● **WHAT YOU SHOULD DO**: Could you count the lines in the listing that include the word "struct"? Give only the number.

──────────────────────────────

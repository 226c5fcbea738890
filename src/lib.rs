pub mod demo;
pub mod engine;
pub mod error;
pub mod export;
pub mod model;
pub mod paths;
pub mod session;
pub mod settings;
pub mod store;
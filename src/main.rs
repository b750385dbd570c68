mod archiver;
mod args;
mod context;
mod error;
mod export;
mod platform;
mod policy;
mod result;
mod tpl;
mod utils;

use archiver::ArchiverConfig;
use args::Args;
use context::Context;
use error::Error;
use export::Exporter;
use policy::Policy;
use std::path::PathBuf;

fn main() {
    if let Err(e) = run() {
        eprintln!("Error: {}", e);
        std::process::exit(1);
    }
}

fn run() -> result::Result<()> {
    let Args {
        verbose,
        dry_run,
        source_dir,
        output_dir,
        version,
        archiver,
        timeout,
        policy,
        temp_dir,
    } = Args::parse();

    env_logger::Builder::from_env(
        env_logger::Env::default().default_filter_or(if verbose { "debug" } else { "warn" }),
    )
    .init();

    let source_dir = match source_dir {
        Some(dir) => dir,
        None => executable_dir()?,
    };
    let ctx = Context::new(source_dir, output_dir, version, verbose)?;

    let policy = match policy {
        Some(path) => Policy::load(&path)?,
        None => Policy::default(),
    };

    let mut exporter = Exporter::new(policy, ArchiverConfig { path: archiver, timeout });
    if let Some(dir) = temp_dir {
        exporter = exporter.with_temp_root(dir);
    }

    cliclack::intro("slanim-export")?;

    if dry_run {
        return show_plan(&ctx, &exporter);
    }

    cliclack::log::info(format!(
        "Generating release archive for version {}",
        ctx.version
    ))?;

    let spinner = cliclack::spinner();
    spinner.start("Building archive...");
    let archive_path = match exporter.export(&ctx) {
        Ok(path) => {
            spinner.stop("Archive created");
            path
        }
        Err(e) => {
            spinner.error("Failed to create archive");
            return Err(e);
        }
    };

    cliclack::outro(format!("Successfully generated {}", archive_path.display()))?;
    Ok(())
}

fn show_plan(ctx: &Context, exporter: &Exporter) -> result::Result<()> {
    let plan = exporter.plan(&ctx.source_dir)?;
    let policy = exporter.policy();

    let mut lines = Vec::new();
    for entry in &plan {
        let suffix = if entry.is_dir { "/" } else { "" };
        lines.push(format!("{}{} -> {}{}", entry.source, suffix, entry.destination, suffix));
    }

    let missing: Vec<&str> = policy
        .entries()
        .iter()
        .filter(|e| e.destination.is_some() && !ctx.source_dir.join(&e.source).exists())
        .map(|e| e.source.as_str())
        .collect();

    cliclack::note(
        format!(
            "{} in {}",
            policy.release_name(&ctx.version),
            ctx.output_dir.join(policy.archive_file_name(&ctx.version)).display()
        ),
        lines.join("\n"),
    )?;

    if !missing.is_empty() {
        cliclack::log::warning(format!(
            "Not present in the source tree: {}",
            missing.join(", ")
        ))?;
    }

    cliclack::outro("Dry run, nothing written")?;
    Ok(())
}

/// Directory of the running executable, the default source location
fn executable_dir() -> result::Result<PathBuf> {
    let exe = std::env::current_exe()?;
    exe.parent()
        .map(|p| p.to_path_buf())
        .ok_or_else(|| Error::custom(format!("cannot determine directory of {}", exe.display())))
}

──────────────────────────────

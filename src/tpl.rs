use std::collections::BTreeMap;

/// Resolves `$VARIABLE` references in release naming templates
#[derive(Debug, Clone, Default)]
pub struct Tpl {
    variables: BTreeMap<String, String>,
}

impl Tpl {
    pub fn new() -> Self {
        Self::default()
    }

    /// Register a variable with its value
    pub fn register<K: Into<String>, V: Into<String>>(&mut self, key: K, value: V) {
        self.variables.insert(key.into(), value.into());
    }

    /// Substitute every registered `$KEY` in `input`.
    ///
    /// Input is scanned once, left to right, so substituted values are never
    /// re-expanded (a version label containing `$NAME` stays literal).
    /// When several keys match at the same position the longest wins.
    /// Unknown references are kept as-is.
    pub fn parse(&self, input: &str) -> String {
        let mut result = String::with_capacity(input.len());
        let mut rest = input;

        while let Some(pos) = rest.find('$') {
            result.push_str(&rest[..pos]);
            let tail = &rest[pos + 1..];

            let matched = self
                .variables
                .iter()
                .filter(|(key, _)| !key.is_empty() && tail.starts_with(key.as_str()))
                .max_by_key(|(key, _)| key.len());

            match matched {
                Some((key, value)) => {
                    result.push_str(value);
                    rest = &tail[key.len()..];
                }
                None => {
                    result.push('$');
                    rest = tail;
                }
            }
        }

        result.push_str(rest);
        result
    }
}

──────────────────────────────

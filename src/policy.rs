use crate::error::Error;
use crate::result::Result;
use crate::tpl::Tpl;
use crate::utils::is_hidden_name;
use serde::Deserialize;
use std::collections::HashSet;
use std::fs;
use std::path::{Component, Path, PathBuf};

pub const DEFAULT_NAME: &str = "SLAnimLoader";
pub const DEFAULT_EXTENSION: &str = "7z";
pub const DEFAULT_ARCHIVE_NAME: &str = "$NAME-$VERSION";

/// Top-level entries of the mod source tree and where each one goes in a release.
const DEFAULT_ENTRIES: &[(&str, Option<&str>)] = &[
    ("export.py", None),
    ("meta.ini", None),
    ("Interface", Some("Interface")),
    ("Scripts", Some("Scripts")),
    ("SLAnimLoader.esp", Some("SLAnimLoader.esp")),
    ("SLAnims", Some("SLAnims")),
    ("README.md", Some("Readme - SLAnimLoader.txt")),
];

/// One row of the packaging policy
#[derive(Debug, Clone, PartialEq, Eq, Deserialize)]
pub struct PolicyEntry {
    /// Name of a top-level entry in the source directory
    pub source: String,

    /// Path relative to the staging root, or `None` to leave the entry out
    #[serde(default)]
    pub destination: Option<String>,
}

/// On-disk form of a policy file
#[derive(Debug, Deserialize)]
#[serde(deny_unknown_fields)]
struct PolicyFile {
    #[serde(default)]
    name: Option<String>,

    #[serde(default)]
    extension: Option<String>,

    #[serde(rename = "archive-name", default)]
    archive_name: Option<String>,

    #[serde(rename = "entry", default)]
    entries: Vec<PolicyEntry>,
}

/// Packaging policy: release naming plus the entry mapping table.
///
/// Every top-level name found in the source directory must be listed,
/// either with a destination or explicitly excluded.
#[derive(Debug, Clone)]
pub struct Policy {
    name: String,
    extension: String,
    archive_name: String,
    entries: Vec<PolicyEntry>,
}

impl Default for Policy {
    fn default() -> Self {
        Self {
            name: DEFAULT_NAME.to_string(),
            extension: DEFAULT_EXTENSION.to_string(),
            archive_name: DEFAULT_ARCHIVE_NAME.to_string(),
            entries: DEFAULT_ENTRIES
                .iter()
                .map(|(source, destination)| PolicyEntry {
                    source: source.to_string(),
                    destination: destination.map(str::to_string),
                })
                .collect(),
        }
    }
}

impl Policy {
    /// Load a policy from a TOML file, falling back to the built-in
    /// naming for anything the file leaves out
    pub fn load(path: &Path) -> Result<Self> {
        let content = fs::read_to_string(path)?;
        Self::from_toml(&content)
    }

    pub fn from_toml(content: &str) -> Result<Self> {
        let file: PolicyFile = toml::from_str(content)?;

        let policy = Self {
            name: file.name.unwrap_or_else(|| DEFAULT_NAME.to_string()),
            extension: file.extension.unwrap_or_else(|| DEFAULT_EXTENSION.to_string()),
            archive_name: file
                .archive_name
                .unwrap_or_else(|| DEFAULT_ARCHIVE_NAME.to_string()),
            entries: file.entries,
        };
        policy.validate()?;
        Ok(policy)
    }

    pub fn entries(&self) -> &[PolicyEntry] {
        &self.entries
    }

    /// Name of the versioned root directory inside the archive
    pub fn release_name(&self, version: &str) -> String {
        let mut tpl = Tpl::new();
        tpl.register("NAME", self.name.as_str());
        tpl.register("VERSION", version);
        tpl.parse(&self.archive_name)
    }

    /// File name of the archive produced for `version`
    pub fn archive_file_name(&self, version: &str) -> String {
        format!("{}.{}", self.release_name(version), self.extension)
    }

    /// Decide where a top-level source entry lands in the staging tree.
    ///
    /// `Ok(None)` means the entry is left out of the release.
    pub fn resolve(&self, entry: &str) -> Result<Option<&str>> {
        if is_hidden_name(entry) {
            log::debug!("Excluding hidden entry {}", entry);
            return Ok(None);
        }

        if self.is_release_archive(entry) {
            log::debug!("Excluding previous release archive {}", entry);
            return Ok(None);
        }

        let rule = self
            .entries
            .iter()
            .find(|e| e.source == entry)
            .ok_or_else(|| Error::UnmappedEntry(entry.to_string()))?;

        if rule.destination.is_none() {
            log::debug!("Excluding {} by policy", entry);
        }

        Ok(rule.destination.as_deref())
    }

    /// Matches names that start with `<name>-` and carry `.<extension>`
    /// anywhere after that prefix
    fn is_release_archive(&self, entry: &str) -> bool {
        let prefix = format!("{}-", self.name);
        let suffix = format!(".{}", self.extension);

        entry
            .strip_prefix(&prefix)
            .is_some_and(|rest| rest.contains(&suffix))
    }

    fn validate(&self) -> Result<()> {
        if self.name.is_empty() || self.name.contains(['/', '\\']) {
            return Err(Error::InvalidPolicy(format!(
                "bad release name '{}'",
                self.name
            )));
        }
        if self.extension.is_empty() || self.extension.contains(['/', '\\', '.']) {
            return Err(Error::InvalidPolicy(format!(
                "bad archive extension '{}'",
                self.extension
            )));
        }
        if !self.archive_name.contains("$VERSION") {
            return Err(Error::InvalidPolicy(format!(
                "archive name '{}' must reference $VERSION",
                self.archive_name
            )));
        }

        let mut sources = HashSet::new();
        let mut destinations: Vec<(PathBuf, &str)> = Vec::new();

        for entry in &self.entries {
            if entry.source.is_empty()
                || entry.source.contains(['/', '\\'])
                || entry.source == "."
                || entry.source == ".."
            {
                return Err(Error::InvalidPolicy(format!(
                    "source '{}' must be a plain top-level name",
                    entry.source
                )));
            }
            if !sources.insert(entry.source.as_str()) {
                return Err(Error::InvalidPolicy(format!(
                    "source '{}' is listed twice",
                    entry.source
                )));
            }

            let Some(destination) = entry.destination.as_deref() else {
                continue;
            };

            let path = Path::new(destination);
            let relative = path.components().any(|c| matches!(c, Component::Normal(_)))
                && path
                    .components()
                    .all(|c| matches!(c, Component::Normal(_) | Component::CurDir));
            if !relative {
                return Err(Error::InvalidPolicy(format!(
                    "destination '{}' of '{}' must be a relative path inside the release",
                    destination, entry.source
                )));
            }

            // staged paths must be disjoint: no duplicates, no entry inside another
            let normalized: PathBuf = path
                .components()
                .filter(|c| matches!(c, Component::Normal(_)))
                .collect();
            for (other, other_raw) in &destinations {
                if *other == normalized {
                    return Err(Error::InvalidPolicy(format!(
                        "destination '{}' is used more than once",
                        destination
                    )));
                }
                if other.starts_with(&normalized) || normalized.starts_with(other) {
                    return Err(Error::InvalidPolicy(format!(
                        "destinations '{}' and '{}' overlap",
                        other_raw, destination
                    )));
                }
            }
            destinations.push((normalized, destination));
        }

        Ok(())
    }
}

──────────────────────────────

● **RESULT OF THIS TASK**: 4